*Exercise goal*
Every line of the data below must be given again exactly.

(Items from a data source)
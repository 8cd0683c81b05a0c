//! パース状態の定義

/// パース状態
///
/// `Initialized → ParsingHeaders → ParsingBody → Done` の順に進む。
/// `Error` は最初の 3 状態のいずれからも遷移する吸収状態。
#[derive(Debug, Clone, Copy, PartialEq, Eq)]
pub enum ParseState {
    /// リクエストライン待ち
    Initialized,
    /// ヘッダー待ち
    ParsingHeaders,
    /// ボディ読み取り中
    ParsingBody,
    /// 完了
    Done,
    /// エラー
    Error,
}

impl ParseState {
    /// 終端状態 (`Done` または `Error`) かどうか
    pub fn is_terminal(&self) -> bool {
        matches!(self, ParseState::Done | ParseState::Error)
    }
}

*Your solution*
repository 8cd0683c81b05a0c
//! パース状態の定義

/// パース状態
///
/// `Initialized → ParsingHeaders → ParsingBody → Done` の順に進む。
/// `Error` は最初の 3 状態のいずれからも遷移する吸収状態。
#[derive(Debug, Clone, Copy, PartialEq, Eq)]
pub enum ParseState {
    /// リクエストライン待ち
    Initialized,
    /// ヘッダー待ち
    ParsingHeaders,
    /// ボディ読み取り中
    ParsingBody,
    /// 完了
    Done,
    /// エラー
    Error,
}

impl ParseState {
    /// 終端状態 (`Done` または `Error`) かどうか
    pub fn is_terminal(&self) -> bool {
        matches!(self, ParseState::Done | ParseState::Error)
    }
}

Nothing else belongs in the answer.